We’re excited to share two new PPLX models: pplx-7b-online and pplx-70b-online. These first-of-a-kind models are integrated with our in-house search technology for factual grounding. Read our blog post for more information!
https://blog.perplexity.ai/blog/introducing-pplx-online-llms
We’re also announcing general availability for our API. We’ve rolled out usage-based pricing, which enables us to gradually relax the rate limits on our models. Follow the updated steps for getting started.
We have removed support for replit-code-v1.5-3b
and openhermes-2-mistral-7b
. There are no immediate plans to add these models back. If you were a user who enjoyed openhermes-2-mistral-7b
, try instead using our in-house models, pplx-7b-chat
, pplx-70b-chat
!
The Perplexity AI API is currently in beta release v0. Clients are not protected from backwards incompatible changes and cannot specify their desired API version.
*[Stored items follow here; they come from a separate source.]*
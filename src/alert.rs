//! Notification channel for surfacing failures to the user.

use serde::{Deserialize, Serialize};
use tokio::sync::mpsc;

#[derive(Debug, Clone, PartialEq, Eq, Serialize, Deserialize)]
pub struct Alert {
    pub text: String,
    pub error: bool,
}

impl Alert {
    pub fn error(text: impl Into<String>) -> Self {
        Self {
            text: text.into(),
            error: true,
        }
    }
}

/// Fire-and-forget alert dispatch.
pub trait AlertSink: Send + Sync {
    fn set(&self, alert: Alert);
}

/// Writes alerts to the tracing subscriber.
#[derive(Debug, Default, Clone, Copy)]
pub struct LogAlerts;

impl AlertSink for LogAlerts {
    fn set(&self, alert: Alert) {
        if alert.error {
            tracing::error!(text = %alert.text, "alert");
        } else {
            tracing::info!(text = %alert.text, "alert");
        }
    }
}

/// Forwards alerts to a receiver, typically drained by a UI loop.
#[derive(Debug, Clone)]
pub struct ChannelAlerts {
    tx: mpsc::UnboundedSender<Alert>,
}

impl ChannelAlerts {
    pub fn new() -> (Self, mpsc::UnboundedReceiver<Alert>) {
        let (tx, rx) = mpsc::unbounded_channel();
        (Self { tx }, rx)
    }
}

impl AlertSink for ChannelAlerts {
    fn set(&self, alert: Alert) {
        if self.tx.send(alert).is_err() {
            tracing::debug!("Alert receiver dropped, discarding alert");
        }
    }
}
Examples of backwards incompatible changes include…
Removing support for a given model. Renaming a response field. Removing a response field. Adding a required request parameter. Backwards incompatible changes will be documented here.
Generally, the API is currently designed to be compatible with OpenAI client libraries. This means that, given the same request body, swapping the API base URL and adding your Perplexity API key will yield a response that can be parsed in the same way as the response OpenAI would yield, except for certain explicitly unsupported body parameters documented in the reference (link to reference).